Now applying Identity $A^3 + B^3 = (A+B)^3 - 3AB(A+B)$ , we have:

$(sin^2 \theta)^3$ + $(cos^2 \theta)^3$ = $(sin^2 \theta + cos^2 \theta)^3 - 3sin^2 \theta cos^2 \theta (sin^2 \theta + cos^2 \theta)$

But we know that $(sin^2 \theta + cos^2 \theta) = 1$

So the above expression reduces to:

$(1)^3-3(sin^2 \theta cos^2 \theta)(1)$

But we deduced above that $sin \theta cos \theta$ = $\frac {1}{3}$

$\Rightarrow$ $sin^2 \theta cos^2 \theta$ = $\frac {1}{9}$

So on substituting and solving we get $sin^6 \theta + cos^6\theta = \frac {2}{3}$

So $a+b = 2+3 = 5$

Let n = sin^6 (θ) + cos^6 (θ).
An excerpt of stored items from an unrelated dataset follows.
#[cfg(test)]
mod tests {
    use super::*;

    fn wait_for(mut condition: impl FnMut() -> bool) -> bool {
        let deadline = Instant::now() + Duration::from_secs(5);
        while Instant::now() < deadline {
            if condition() {
                return true;
            }
            thread::sleep(Duration::from_millis(10));
        }
        false
    }

    fn test_shared(prebuffered: bool) -> SharedState {
        SharedState {
            running: AtomicBool::new(true),
            paused: AtomicBool::new(false),
            idle: AtomicBool::new(false),
            prebuffered: AtomicBool::new(prebuffered),
            sample_rate: AtomicU32::new(48000),
            frames_written: AtomicU64::new(0),
        }
    }

    #[test]
    fn test_engine_config_default() {
        let config = EngineConfig::default();
        assert_eq!(config.format, StreamFormat::new(48000, 2));
        assert_eq!(config.buffer, Duration::from_millis(200));
        assert_eq!(config.prebuffer_ratio, 0.5);
    }

    #[test]
    fn test_engine_rejects_bad_config() {
        let zero_quantum = EngineConfig {
            quantum_frames: 0,
            ..Default::default()
        };
        assert!(matches!(
            Engine::new(zero_quantum),
            Err(EngineError::InvalidConfig(_))
        ));

        let zero_rate = EngineConfig {
            format: StreamFormat::new(0, 2),
            ..Default::default()
        };
        assert!(matches!(
            Engine::new(zero_rate),
            Err(EngineError::InvalidConfig(_))
        ));

        // 1ms @ 48kHz = 48 帧，放不下 512 帧的块
        let tiny_buffer = EngineConfig {
            buffer: Duration::from_millis(1),
            ..Default::default()
        };
        assert!(matches!(
            Engine::new(tiny_buffer),
            Err(EngineError::InvalidConfig(_))
        ));

        let no_channels = EngineConfig {
            format: StreamFormat::new(48000, 0),
            ..Default::default()
        };
        assert!(matches!(
            Engine::new(no_channels),
            Err(EngineError::Buffer(RingBufferError::ZeroChannels))
        ));
    }

    #[test]
    fn test_render_quantum_silence_fills() {
        let rb = RingBuffer::new(64, 2).unwrap();
        let shared = test_shared(true);
        let stats = RenderStats::new();
        let mut watch = GenerationWatch::new(&rb);
        let mut fade_in = FadeIn::new(0);
        let mut output = vec![7.0f32; 16];

        rb.write(&[0.25; 6], 3);
        let n = render_quantum(&rb, &shared, &stats, &mut watch, &mut fade_in, &mut output, 8);

        assert_eq!(n, 3);
        assert!(output[..6].iter().all(|&s| s == 0.25));
        assert!(output[6..].iter().all(|&s| s == 0.0));
        assert_eq!(stats.frames_rendered(), 3);
        assert_eq!(stats.silent_frames(), 5);
        assert_eq!(rb.telemetry().underruns, 1);
    }

    #[test]
    fn test_render_quantum_waits_for_prebuffer() {
        let rb = RingBuffer::new(64, 1).unwrap();
        let shared = test_shared(false);
        let stats = RenderStats::new();
        let mut watch = GenerationWatch::new(&rb);
        let mut fade_in = FadeIn::new(0);
        let mut output = vec![1.0f32; 8];

        rb.write(&[0.5; 8], 8);
        let n = render_quantum(&rb, &shared, &stats, &mut watch, &mut fade_in, &mut output, 8);

        // 预缓冲未完成：输出静音，不消费、不计 underrun
        assert_eq!(n, 0);
        assert!(output.iter().all(|&s| s == 0.0));
        assert_eq!(rb.available_frames(), 8);
        assert!(rb.telemetry().is_clean());
    }

    #[test]
    fn test_render_quantum_resets_on_generation() {
        let rb = RingBuffer::new(64, 1).unwrap();
        let shared = test_shared(true);
        let stats = RenderStats::new();
        let mut watch = GenerationWatch::new(&rb);
        let mut fade_in = FadeIn::new(4);
        let mut output = vec![0.0f32; 8];

        rb.write(&[1.0; 8], 8);
        render_quantum(&rb, &shared, &stats, &mut watch, &mut fade_in, &mut output, 8);
        assert_eq!(output[0], 0.0);
        assert_eq!(output[4], 1.0);
        assert_eq!(stats.generation_resets(), 0);

        rb.flush(true);
        rb.write(&[1.0; 8], 8);
        render_quantum(&rb, &shared, &stats, &mut watch, &mut fade_in, &mut output, 8);

        // 新 generation：淡入重新开始
        assert_eq!(stats.generation_resets(), 1);
        assert_eq!(output[0], 0.0);
        assert_eq!(output[2], 0.5);
        assert_eq!(output[7], 1.0);
    }

    #[test]
    fn test_fade_in_ramp() {
        let mut fade_in = FadeIn::new(4);
        let mut samples = [1.0f32; 12];
        fade_in.apply(&mut samples, 2);

        assert_eq!(&samples[..8], &[0.0, 0.0, 0.25, 0.25, 0.5, 0.5, 0.75, 0.75]);
        assert_eq!(&samples[8..], &[1.0, 1.0, 1.0, 1.0]);

        // 淡入结束后不再改变
        let mut more = [1.0f32; 4];
        fade_in.apply(&mut more, 2);
        assert_eq!(more, [1.0; 4]);
    }

    #[test]
    fn test_engine_lifecycle() {
        let config = EngineConfig {
            buffer: Duration::from_millis(100),
            ..Default::default()
        };
        let mut engine = Engine::new(config).unwrap();
        assert_eq!(engine.state(), EngineState::Stopped);
        assert_eq!(engine.stats().generation, 0);

        engine.start().unwrap();
        assert!(matches!(engine.start(), Err(EngineError::InvalidState(_))));
        assert_eq!(engine.stats().generation, 1);

        assert!(wait_for(|| engine.stats().render.frames_rendered > 0));
        assert_eq!(engine.state(), EngineState::Running);

        engine.change_format(StreamFormat::new(44100, 2)).unwrap();
        assert_eq!(engine.stats().generation, 2);
        assert_eq!(engine.format().sample_rate, 44100);

        // 渲染侧感知到新 generation
        assert!(wait_for(|| engine.stats().render.generation_resets >= 1));

        let err = engine.change_format(StreamFormat::new(44100, 1)).unwrap_err();
        assert!(matches!(
            err,
            EngineError::ChannelMismatch {
                expected: 2,
                got: 1
            }
        ));

        engine.stop();
        assert_eq!(engine.state(), EngineState::Stopped);
        assert_eq!(engine.ring_buffer().available_frames(), 0);
        assert!(engine.stats().frames_written > 0);

        // 幂等
        engine.stop();
    }

    #[test]
    fn test_change_format_requires_running() {
        let mut engine = Engine::new(EngineConfig::default()).unwrap();
        assert!(matches!(
            engine.change_format(StreamFormat::new(44100, 2)),
            Err(EngineError::InvalidState(_))
        ));
    }
}
//! Response vocabulary checks.
//!
//! Scans a candidate response for the protocol's banned terms and avoided
//! phrases. Matching is plain case-insensitive substring containment, so a
//! banned term also matches inside longer words ("art" matches "party").
//!
//! | Check | On match | On miss |
//! |-------|----------|---------|
//! | `vocabulary.banned_terms` | `banned_term` violation | `banned_term_absent` passed check |
//! | `identity.language.avoid` | `language_avoid` violation | nothing recorded |
//!
//! When no violation is found at all, one `vocabulary_and_language` summary
//! check is appended.

use serde::{Deserialize, Serialize};

use crate::protocol::Protocol;

/// Recommendation when at least one violation was found.
pub const RECOMMEND_ON_VIOLATION: &str =
    "Ensure factual claims are cited; stay within boundaries and vocabulary.";

/// Recommendation when the response is clean.
pub const RECOMMEND_ON_PASS: &str =
    "Response passes basic protocol checks; continue to verify sourcing and boundaries.";

/// Message on the summary check recorded for a clean response.
pub const CLEAN_SUMMARY: &str = "No banned terms or avoided phrases detected";

/// A vocabulary rule the response broke.
#[derive(Debug, Clone, Serialize, Deserialize, PartialEq, Eq)]
#[serde(tag = "type", rename_all = "snake_case")]
pub enum Violation {
    /// A banned term appears in the response
    BannedTerm { value: String },

    /// An avoided phrase appears in the response
    LanguageAvoid { value: String },
}

impl Violation {
    /// The term or phrase, in its declared casing.
    pub fn value(&self) -> &str {
        match self {
            Violation::BannedTerm { value } | Violation::LanguageAvoid { value } => value,
        }
    }
}

/// A check the response satisfied.
#[derive(Debug, Clone, Serialize, Deserialize, PartialEq, Eq)]
#[serde(tag = "type", rename_all = "snake_case")]
pub enum PassedCheck {
    /// A banned term that does not appear
    BannedTermAbsent { value: String },

    /// Summary recorded only when nothing was violated
    VocabularyAndLanguage { message: String },
}

/// Outcome of checking one response against one protocol.
#[derive(Debug, Clone, Serialize, Deserialize, PartialEq, Eq)]
pub struct ValidationReport {
    /// True iff `violations` is empty
    pub valid: bool,

    pub violations: Vec<Violation>,

    pub passed_checks: Vec<PassedCheck>,

    pub recommendation: String,
}

impl ValidationReport {
    /// Values of all `banned_term` violations, in order.
    pub fn banned_terms_found(&self) -> Vec<&str> {
        self.violations
            .iter()
            .filter(|v| matches!(v, Violation::BannedTerm { .. }))
            .map(Violation::value)
            .collect()
    }

    /// Values of all `language_avoid` violations, in order.
    pub fn avoided_phrases_found(&self) -> Vec<&str> {
        self.violations
            .iter()
            .filter(|v| matches!(v, Violation::LanguageAvoid { .. }))
            .map(Violation::value)
            .collect()
    }
}

/// Check `response` against the protocol's vocabulary rules.
///
/// Records follow declaration order, with every banned term visited before
/// any avoided phrase.
pub fn validate_response(response: &str, protocol: &Protocol) -> ValidationReport {
    let lower = response.to_lowercase();
    let mut violations = Vec::new();
    let mut passed_checks = Vec::new();

    for term in protocol.banned_terms() {
        if lower.contains(&term.to_lowercase()) {
            violations.push(Violation::BannedTerm {
                value: term.clone(),
            });
        } else {
            passed_checks.push(PassedCheck::BannedTermAbsent {
                value: term.clone(),
            });
        }
    }

    // Misses are not recorded for avoided phrases.
    for phrase in protocol.avoided_phrases() {
        if lower.contains(&phrase.to_lowercase()) {
            violations.push(Violation::LanguageAvoid {
                value: phrase.clone(),
            });
        }
    }

    if violations.is_empty() {
        passed_checks.push(PassedCheck::VocabularyAndLanguage {
            message: CLEAN_SUMMARY.to_string(),
        });
    }

    let valid = violations.is_empty();
    tracing::debug!(
        valid,
        violations = violations.len(),
        passed = passed_checks.len(),
        "Validated response"
    );

    ValidationReport {
        valid,
        violations,
        passed_checks,
        recommendation: if valid {
            RECOMMEND_ON_PASS
        } else {
            RECOMMEND_ON_VIOLATION
        }
        .to_string(),
    }
}
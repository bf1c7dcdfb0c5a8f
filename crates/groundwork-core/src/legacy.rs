//! Legacy governed instruction set.
//!
//! A static configuration object kept for compatibility with older agents.
//! It is shipped verbatim and never interpreted; prefer protocol-driven
//! derivation.

use serde_json::Value;
use std::sync::OnceLock;

/// Embedded instruction set (loaded at compile time).
const GOVERNED_INSTRUCTION_SET_JSON: &str =
    include_str!("../assets/governed_instruction_set.json");

static PARSED: OnceLock<Result<Value, String>> = OnceLock::new();

/// The embedded instruction set as raw JSON text.
pub fn governed_instruction_set_json() -> &'static str {
    GOVERNED_INSTRUCTION_SET_JSON
}

/// The embedded instruction set, parsed once.
pub fn governed_instruction_set() -> Result<&'static Value, String> {
    PARSED
        .get_or_init(|| {
            serde_json::from_str(GOVERNED_INSTRUCTION_SET_JSON)
                .map_err(|e| format!("Invalid embedded instruction set: {}", e))
        })
        .as_ref()
        .map_err(Clone::clone)
}
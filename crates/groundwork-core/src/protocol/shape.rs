//! JSON Schema shape check for protocol documents.
//!
//! Documents are checked against `assets/protocol.schema.json` before they are
//! decoded into typed sections. The schema pins types only; every field stays
//! optional.

use std::sync::OnceLock;

/// Embedded protocol schema (loaded at compile time).
const PROTOCOL_SCHEMA_JSON: &str = include_str!("../../assets/protocol.schema.json");

/// Compiled JSON Schema validator (initialized once, reused).
static COMPILED_SCHEMA: OnceLock<Result<jsonschema::Validator, String>> = OnceLock::new();

fn get_validator() -> Result<&'static jsonschema::Validator, String> {
    let result = COMPILED_SCHEMA.get_or_init(|| {
        let schema_value: serde_json::Value = serde_json::from_str(PROTOCOL_SCHEMA_JSON)
            .map_err(|e| format!("Invalid schema JSON: {}", e))?;

        jsonschema::options()
            .build(&schema_value)
            .map_err(|e| format!("Failed to compile schema: {}", e))
    });

    result.as_ref().map_err(Clone::clone)
}

/// Outcome of a failed shape check.
#[derive(Debug)]
pub(crate) enum ShapeFailure {
    /// The embedded schema itself could not be compiled
    SchemaLoad(String),
    /// The document violates the schema; one message per violation
    Violations(Vec<String>),
}

/// Check a raw document against the protocol schema.
pub(crate) fn check_shape(document: &serde_json::Value) -> Result<(), ShapeFailure> {
    let validator = get_validator().map_err(ShapeFailure::SchemaLoad)?;

    let errors: Vec<String> = validator
        .iter_errors(document)
        .map(|e| format!("{} at {}", e, e.instance_path))
        .collect();

    if errors.is_empty() {
        Ok(())
    } else {
        Err(ShapeFailure::Violations(errors))
    }
}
After looking at it, you will realize that it is a sum of two cubes.

n = [sin^2 (θ)]^3 + [cos^2 (θ)]^3

Thus, it can be factored into this:

n = [sin^2 (θ) + cos^2 (θ)]*[sin^4 (θ) +cos^4 (θ) -cos^2 (θ) sin^2 (θ)]

n = [1]*[sin^4 (θ) +cos^4 (θ) -cos^2 (θ) sin^2 (θ)]

n = sin^4 (θ) +cos^4 (θ) -cos^2 (θ) sin^2 (θ)

After completing the square we get,

n = [sin^2 (θ) + cos^2 (θ)]^2 -3cos^2 (θ) sin^2 (θ)

n = 1^2 - 3cos^2 (θ) sin^2 (θ)

n = 1 - 3cos^2 (θ) sin^2 (θ)

(Equation 1)

From the given, sin 2θ = 2sinθcosθ = 2/3

Thus, sinθcosθ = 1/3.

Squaring both sides and multiplying each by 3 we get,

3sin^2 (θ) cos^2 (θ) = 1/3.

(Equation 2)

Substituting Equation 2 into Equation 1,

n = 1 - 1/3

n = 2/3

Thus, a+b = 2+3 = 5

We have, \sin \2theta = \frac {2}{3}

or, 2 \sin \theta \cos \theta = \frac {2}{3}

or, \sin \theta \cos \theta = \frac {1}{3} ..... (i)

Now, (\sin \theta)^6 + (\cos \theta)^6

= [(\sin \theta)^2]^3 + [(\cos \theta)^2]^3

= [(\sin \theta)^2 + (\cos \theta)^2]^3 - 3 \times [(\sin \theta)^2(\cos \theta)^2] \times [(\sin \theta)^2 + (\cos \theta)^2]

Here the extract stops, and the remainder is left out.